____ Recorded information

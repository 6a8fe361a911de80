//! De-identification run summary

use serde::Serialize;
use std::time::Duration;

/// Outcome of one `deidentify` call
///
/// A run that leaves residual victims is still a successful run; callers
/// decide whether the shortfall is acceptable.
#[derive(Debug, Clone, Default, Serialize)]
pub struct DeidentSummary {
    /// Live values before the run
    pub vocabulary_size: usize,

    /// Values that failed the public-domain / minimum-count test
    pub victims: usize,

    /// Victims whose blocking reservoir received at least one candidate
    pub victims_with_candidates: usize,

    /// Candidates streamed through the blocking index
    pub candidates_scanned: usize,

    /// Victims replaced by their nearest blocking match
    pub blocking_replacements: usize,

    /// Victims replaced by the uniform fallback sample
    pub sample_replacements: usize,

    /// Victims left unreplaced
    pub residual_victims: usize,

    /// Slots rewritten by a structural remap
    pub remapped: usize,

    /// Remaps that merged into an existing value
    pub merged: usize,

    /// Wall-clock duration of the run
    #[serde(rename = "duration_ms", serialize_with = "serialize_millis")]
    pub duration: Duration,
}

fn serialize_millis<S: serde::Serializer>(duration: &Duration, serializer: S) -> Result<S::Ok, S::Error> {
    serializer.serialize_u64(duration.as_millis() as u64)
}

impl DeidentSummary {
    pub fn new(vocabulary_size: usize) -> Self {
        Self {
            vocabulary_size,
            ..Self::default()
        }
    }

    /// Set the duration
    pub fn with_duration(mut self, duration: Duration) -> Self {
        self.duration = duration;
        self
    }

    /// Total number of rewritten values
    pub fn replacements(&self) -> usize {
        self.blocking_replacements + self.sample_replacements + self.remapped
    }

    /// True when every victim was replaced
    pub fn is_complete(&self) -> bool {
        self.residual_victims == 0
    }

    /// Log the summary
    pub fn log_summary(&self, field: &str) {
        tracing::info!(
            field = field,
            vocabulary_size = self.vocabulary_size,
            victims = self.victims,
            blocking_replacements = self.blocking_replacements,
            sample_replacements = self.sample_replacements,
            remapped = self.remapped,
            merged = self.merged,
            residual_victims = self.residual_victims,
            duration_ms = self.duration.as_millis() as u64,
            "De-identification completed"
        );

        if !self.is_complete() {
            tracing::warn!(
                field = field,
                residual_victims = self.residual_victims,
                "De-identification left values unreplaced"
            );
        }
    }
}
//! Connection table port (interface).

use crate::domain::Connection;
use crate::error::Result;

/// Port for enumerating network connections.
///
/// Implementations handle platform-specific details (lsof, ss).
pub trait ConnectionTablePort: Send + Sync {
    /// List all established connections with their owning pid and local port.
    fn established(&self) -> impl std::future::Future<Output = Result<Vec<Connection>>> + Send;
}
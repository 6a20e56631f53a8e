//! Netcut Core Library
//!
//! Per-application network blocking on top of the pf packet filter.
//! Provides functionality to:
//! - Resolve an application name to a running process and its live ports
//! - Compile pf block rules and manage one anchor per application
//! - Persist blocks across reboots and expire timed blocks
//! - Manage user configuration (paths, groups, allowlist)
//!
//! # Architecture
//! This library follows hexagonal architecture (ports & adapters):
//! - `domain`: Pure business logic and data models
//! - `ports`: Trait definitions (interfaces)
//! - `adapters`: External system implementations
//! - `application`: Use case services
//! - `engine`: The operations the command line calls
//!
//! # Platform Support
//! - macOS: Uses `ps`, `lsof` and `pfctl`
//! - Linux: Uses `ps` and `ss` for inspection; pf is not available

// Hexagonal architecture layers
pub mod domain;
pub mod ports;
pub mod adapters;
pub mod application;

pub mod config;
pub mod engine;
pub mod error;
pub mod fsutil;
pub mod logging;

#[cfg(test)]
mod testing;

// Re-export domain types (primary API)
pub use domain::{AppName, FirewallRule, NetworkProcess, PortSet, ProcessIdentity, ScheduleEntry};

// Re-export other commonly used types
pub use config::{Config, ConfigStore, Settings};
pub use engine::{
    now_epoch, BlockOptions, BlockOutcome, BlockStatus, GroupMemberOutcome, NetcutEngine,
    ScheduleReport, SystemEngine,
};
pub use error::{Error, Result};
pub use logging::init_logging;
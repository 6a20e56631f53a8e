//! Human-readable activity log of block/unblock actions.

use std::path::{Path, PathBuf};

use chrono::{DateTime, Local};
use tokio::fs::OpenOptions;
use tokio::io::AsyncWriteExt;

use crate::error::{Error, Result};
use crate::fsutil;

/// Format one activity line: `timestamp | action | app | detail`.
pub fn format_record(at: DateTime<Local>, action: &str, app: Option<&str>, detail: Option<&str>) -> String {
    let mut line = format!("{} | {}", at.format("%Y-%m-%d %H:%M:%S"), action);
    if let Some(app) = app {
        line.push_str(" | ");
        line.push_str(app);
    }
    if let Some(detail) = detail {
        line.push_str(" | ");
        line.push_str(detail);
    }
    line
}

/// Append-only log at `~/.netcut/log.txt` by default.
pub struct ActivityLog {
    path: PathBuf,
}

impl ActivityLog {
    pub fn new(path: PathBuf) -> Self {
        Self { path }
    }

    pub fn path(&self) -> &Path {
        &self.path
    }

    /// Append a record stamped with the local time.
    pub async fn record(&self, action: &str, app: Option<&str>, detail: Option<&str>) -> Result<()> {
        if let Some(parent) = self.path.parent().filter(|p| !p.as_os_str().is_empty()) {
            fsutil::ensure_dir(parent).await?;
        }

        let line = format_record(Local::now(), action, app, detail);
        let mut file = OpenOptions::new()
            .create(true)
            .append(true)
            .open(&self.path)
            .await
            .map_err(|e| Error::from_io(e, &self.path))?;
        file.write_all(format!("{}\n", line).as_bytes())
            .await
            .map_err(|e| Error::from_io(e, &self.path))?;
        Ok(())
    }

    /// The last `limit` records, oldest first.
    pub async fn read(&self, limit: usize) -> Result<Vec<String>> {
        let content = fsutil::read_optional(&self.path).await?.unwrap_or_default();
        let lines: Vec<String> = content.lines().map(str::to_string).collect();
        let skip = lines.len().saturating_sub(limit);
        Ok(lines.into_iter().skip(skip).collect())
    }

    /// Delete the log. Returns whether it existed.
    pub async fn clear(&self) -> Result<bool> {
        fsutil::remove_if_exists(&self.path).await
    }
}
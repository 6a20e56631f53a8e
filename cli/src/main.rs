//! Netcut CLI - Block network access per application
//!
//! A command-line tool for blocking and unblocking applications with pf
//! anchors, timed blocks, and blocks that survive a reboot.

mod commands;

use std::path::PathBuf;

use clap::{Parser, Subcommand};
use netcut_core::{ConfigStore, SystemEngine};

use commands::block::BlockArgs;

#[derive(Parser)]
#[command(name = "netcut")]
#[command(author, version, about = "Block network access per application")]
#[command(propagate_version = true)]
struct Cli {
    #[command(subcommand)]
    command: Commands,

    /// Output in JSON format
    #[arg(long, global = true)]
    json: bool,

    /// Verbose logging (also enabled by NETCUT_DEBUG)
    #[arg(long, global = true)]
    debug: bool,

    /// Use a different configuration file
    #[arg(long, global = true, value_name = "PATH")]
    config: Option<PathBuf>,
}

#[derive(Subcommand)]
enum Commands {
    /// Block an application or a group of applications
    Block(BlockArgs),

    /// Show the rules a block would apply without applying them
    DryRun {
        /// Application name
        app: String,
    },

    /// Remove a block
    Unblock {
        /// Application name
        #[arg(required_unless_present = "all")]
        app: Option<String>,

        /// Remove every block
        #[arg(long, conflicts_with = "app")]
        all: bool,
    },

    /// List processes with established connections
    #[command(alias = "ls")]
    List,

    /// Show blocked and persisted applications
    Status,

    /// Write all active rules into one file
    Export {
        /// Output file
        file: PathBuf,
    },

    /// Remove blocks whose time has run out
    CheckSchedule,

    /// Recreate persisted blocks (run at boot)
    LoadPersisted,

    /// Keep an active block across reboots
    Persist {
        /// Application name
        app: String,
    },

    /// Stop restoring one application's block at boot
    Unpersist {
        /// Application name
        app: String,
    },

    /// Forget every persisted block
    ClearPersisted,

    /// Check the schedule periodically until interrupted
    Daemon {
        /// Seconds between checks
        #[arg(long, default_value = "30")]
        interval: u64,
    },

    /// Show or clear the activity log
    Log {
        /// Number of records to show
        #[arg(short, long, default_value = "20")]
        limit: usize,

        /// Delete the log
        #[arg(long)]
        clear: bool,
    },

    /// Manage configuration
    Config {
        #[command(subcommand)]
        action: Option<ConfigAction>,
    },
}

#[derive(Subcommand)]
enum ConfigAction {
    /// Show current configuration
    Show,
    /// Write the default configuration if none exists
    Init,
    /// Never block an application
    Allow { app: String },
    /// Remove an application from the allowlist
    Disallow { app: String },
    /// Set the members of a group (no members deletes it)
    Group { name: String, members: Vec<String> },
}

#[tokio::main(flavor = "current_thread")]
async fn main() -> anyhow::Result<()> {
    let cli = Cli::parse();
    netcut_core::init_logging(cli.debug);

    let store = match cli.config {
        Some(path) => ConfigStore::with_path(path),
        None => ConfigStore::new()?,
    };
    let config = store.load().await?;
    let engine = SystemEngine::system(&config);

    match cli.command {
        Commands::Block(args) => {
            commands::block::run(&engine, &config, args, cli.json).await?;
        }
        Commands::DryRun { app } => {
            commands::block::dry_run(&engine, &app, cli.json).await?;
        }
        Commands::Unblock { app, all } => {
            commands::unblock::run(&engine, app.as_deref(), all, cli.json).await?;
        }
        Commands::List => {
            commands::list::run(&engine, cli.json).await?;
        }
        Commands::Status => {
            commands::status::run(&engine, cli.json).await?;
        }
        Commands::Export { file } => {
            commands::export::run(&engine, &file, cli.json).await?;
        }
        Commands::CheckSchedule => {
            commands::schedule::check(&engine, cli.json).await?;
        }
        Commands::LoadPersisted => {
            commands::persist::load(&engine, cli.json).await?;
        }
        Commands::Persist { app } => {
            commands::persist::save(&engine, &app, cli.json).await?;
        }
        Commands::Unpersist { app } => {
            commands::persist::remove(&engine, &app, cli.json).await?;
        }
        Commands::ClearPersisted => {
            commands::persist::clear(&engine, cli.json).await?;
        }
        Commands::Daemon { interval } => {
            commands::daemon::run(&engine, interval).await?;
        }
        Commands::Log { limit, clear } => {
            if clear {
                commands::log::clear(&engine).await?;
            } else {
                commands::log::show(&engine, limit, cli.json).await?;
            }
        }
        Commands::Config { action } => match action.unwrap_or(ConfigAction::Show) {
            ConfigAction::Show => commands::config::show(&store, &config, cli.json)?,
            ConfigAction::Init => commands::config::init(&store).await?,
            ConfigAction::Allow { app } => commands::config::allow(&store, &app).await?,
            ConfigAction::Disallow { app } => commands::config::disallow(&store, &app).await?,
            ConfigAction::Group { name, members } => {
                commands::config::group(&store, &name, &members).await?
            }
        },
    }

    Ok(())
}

________
____ Recorded information

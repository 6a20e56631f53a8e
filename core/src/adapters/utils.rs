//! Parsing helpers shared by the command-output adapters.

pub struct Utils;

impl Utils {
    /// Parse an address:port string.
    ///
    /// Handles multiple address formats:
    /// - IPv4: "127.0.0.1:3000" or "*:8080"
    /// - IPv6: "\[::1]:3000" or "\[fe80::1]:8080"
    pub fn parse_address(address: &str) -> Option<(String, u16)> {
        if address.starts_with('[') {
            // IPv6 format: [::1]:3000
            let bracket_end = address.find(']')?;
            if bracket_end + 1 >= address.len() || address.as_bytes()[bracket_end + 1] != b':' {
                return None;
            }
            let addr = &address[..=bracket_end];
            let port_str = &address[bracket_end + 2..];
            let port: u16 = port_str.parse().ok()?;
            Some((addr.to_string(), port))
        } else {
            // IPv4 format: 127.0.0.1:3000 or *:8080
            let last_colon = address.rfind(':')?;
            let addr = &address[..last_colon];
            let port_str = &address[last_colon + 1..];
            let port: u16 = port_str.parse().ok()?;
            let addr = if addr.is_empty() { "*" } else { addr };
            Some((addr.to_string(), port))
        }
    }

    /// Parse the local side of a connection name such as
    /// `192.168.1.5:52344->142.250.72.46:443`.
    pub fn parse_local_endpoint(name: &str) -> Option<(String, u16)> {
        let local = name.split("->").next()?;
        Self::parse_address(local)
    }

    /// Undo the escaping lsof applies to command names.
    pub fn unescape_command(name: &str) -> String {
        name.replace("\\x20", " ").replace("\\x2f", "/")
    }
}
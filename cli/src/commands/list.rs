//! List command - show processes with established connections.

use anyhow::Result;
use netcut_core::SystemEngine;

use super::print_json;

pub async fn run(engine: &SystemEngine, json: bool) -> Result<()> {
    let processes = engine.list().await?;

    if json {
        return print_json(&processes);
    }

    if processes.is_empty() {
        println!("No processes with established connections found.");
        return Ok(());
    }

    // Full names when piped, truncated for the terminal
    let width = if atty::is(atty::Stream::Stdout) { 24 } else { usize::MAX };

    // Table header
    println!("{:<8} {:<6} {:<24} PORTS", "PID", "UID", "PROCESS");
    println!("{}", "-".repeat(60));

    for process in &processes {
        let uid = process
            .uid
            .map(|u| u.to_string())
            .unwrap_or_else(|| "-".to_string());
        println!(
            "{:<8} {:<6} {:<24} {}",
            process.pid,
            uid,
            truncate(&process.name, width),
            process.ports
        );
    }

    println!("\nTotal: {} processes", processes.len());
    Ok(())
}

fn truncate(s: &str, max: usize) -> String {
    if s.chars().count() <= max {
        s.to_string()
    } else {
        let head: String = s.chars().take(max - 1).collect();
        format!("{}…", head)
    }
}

________

**About this task:** Set down again, word for word, the stretch of records from the line with "repository 6a8fe361a911de80" to the line with "pub fn with_duration(mut", both of those lines included.

**Solution to this exercise:**
repository 6a8fe361a911de80
//! De-identification run summary

use serde::Serialize;
use std::time::Duration;

/// Outcome of one `deidentify` call
///
/// A run that leaves residual victims is still a successful run; callers
/// decide whether the shortfall is acceptable.
#[derive(Debug, Clone, Default, Serialize)]
pub struct DeidentSummary {
    /// Live values before the run
    pub vocabulary_size: usize,

    /// Values that failed the public-domain / minimum-count test
    pub victims: usize,

    /// Victims whose blocking reservoir received at least one candidate
    pub victims_with_candidates: usize,

    /// Candidates streamed through the blocking index
    pub candidates_scanned: usize,

    /// Victims replaced by their nearest blocking match
    pub blocking_replacements: usize,

    /// Victims replaced by the uniform fallback sample
    pub sample_replacements: usize,

    /// Victims left unreplaced
    pub residual_victims: usize,

    /// Slots rewritten by a structural remap
    pub remapped: usize,

    /// Remaps that merged into an existing value
    pub merged: usize,

    /// Wall-clock duration of the run
    #[serde(rename = "duration_ms", serialize_with = "serialize_millis")]
    pub duration: Duration,
}

fn serialize_millis<S: serde::Serializer>(duration: &Duration, serializer: S) -> Result<S::Ok, S::Error> {
    serializer.serialize_u64(duration.as_millis() as u64)
}

impl DeidentSummary {
    pub fn new(vocabulary_size: usize) -> Self {
        Self {
            vocabulary_size,
            ..Self::default()
        }
    }

    /// Set the duration
    pub fn with_duration(mut self, duration: Duration) -> Self {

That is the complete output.